[Work required]
Look below for the line that has "HTTP client configuration.". Set down the lines from there through the line that has "pub struct PubsubClient", exactly as written.

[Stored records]
<<<<

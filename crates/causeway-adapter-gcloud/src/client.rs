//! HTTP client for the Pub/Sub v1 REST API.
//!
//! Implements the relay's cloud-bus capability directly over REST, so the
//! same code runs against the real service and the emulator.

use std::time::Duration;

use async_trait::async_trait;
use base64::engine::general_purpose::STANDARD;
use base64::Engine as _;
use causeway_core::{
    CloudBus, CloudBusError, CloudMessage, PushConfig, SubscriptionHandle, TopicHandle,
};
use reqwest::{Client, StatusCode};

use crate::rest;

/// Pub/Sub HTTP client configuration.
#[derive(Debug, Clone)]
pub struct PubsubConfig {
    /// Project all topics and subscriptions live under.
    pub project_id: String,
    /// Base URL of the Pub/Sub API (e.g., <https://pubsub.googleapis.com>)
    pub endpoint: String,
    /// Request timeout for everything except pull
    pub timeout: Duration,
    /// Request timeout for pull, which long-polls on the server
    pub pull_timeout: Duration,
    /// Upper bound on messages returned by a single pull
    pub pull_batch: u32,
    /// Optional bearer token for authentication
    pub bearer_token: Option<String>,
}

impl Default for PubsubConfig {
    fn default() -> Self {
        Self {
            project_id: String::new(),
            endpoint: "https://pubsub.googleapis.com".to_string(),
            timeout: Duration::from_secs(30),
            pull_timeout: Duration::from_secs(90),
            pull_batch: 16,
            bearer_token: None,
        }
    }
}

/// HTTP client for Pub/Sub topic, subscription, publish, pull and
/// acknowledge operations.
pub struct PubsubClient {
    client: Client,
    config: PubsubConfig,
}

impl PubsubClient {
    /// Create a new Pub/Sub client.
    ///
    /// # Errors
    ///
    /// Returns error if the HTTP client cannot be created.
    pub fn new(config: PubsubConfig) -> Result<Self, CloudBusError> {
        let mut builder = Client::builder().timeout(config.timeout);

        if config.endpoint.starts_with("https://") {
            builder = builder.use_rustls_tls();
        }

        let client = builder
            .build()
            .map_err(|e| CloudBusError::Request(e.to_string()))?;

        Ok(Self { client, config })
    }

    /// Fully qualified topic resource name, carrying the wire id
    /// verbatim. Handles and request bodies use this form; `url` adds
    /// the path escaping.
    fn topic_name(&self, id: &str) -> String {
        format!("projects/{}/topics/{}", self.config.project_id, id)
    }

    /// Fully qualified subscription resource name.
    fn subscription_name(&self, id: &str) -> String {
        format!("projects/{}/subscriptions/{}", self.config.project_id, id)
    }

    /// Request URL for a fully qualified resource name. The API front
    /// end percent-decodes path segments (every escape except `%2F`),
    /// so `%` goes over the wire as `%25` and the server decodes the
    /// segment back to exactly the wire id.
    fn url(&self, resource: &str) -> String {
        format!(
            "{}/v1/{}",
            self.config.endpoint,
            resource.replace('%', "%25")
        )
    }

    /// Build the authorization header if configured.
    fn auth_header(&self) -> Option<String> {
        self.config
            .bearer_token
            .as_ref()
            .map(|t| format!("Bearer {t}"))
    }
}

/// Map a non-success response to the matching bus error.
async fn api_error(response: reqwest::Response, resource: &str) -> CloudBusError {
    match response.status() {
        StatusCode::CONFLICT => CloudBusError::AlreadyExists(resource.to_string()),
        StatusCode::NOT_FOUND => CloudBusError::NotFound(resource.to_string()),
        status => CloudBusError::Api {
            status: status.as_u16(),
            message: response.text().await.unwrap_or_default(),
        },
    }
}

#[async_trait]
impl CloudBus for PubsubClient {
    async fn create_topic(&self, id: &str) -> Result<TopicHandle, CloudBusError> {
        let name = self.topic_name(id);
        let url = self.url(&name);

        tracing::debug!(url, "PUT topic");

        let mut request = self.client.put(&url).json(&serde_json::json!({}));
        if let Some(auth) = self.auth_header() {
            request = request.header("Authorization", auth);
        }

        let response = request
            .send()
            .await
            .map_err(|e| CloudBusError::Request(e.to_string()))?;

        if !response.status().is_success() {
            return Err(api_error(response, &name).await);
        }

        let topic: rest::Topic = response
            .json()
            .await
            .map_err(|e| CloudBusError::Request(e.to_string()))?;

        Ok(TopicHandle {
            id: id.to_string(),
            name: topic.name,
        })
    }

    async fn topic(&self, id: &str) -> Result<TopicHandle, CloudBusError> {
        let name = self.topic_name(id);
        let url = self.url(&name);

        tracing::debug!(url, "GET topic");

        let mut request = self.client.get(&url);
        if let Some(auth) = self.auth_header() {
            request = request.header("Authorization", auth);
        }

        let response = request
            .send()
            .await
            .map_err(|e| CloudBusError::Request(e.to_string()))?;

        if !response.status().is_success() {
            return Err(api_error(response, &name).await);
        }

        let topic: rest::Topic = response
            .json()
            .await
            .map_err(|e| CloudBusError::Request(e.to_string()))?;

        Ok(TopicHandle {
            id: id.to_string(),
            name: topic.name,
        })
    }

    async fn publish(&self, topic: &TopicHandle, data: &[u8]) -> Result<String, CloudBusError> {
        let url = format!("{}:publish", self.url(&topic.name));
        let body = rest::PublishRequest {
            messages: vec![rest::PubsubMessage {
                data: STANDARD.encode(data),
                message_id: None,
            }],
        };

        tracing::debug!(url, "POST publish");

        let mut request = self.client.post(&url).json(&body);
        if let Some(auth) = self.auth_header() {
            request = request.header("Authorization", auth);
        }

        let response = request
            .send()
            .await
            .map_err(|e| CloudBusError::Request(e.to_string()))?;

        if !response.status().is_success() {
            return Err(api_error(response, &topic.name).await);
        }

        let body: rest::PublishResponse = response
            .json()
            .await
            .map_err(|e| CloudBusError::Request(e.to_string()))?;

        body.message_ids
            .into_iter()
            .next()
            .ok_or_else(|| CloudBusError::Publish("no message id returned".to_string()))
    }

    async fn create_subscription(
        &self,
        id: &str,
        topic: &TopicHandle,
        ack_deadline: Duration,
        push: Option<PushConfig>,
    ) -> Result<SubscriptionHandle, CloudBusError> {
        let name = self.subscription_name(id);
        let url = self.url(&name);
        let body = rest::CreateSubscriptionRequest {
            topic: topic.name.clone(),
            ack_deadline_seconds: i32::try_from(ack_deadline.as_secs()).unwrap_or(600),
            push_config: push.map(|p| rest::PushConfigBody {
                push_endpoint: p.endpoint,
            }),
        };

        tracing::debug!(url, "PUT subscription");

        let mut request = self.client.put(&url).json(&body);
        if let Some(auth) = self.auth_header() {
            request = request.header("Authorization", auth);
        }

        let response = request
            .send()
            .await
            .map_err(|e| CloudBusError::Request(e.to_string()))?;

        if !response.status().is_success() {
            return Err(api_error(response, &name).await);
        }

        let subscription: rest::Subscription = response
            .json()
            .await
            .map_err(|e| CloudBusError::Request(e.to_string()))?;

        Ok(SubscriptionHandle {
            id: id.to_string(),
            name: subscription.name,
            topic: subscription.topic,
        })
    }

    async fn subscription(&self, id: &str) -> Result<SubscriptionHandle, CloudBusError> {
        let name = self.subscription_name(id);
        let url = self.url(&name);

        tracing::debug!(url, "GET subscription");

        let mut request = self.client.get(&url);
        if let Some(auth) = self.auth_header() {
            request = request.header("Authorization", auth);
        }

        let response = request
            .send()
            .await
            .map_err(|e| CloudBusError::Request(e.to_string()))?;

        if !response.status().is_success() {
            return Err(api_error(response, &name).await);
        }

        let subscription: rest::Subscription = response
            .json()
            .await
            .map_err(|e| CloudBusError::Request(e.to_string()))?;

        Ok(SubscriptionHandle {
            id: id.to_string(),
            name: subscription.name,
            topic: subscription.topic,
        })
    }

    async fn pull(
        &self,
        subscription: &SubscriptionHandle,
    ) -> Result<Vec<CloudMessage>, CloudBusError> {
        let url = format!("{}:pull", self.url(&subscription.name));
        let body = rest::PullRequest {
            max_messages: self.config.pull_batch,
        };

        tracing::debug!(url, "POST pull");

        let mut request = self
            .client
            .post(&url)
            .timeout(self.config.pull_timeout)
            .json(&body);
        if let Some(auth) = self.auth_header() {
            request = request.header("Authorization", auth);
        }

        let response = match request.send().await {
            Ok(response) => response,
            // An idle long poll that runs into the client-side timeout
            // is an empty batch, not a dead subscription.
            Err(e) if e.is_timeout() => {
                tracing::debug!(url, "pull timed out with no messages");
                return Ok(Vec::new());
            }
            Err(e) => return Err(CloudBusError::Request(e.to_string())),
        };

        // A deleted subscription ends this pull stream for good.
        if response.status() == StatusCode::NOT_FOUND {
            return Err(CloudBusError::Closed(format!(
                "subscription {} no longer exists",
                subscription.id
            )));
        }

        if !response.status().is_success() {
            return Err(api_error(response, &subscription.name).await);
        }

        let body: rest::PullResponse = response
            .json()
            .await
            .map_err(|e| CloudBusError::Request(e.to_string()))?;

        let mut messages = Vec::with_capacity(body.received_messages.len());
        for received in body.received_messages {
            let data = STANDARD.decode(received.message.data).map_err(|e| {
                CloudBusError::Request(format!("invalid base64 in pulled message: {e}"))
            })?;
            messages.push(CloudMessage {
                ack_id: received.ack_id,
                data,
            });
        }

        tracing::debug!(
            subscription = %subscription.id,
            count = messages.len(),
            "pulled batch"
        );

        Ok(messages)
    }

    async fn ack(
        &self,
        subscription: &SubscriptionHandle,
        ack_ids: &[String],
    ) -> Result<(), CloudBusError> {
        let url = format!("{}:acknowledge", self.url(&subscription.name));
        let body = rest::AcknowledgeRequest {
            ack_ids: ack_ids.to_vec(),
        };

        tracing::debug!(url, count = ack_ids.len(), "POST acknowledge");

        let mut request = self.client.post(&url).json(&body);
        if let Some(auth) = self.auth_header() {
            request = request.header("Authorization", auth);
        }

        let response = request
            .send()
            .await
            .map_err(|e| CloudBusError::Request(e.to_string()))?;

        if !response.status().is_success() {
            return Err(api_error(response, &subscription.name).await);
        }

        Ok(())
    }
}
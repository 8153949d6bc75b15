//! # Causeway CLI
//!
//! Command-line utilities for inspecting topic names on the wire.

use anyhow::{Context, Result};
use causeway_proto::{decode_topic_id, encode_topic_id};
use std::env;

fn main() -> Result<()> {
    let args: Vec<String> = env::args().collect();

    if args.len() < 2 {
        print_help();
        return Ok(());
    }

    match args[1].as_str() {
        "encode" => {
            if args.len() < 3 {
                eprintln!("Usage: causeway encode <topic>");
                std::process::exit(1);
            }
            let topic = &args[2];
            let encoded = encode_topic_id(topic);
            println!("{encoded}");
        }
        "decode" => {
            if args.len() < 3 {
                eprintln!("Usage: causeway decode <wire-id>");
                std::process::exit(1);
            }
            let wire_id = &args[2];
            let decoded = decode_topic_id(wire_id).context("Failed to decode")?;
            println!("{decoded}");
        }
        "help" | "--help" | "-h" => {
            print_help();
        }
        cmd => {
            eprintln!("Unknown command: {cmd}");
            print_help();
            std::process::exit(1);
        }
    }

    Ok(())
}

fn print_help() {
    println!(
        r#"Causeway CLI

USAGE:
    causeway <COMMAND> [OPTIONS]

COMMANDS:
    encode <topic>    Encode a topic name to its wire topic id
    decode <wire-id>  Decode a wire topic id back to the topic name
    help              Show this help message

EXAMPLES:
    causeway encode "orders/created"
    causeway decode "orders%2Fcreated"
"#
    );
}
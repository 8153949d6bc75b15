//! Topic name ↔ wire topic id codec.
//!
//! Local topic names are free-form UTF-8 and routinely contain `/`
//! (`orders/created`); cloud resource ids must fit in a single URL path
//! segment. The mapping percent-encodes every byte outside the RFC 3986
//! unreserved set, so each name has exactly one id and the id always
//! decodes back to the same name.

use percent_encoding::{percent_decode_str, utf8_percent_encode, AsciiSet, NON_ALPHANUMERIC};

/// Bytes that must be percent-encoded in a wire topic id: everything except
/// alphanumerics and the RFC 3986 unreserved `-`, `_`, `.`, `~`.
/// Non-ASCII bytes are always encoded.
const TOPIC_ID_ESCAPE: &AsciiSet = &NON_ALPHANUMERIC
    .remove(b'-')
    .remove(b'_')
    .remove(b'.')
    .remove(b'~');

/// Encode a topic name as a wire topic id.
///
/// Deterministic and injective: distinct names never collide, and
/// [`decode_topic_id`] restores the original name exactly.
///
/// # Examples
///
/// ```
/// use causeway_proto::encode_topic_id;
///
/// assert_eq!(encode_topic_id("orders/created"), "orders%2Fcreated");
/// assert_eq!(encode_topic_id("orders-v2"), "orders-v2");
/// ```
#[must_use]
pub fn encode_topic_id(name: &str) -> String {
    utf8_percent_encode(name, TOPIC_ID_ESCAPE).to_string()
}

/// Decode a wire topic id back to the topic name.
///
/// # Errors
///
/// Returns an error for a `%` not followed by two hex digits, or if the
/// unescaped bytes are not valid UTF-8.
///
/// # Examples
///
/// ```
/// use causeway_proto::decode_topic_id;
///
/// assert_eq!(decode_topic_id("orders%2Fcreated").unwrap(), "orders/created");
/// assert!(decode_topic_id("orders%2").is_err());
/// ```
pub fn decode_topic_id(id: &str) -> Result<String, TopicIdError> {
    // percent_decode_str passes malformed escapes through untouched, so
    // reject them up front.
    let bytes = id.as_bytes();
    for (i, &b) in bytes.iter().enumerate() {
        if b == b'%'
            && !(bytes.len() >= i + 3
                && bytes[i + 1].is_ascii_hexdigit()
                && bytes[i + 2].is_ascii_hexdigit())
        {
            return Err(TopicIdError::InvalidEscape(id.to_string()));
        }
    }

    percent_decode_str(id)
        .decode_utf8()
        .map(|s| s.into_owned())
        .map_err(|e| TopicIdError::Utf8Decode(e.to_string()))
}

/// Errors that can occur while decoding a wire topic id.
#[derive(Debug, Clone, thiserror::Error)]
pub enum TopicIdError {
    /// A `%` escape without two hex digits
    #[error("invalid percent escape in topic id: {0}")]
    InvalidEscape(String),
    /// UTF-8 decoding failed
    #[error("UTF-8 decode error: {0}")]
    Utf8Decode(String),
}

>>>>

[Answer]
/// Pub/Sub HTTP client configuration.
#[derive(Debug, Clone)]
pub struct PubsubConfig {
    /// Project all topics and subscriptions live under.
    pub project_id: String,
    /// Base URL of the Pub/Sub API (e.g., <https://pubsub.googleapis.com>)
    pub endpoint: String,
    /// Request timeout for everything except pull
    pub timeout: Duration,
    /// Request timeout for pull, which long-polls on the server
    pub pull_timeout: Duration,
    /// Upper bound on messages returned by a single pull
    pub pull_batch: u32,
    /// Optional bearer token for authentication
    pub bearer_token: Option<String>,
}

impl Default for PubsubConfig {
    fn default() -> Self {
        Self {
            project_id: String::new(),
            endpoint: "https://pubsub.googleapis.com".to_string(),
            timeout: Duration::from_secs(30),
            pull_timeout: Duration::from_secs(90),
            pull_batch: 16,
            bearer_token: None,
        }
    }
}

/// HTTP client for Pub/Sub topic, subscription, publish, pull and
/// acknowledge operations.
pub struct PubsubClient {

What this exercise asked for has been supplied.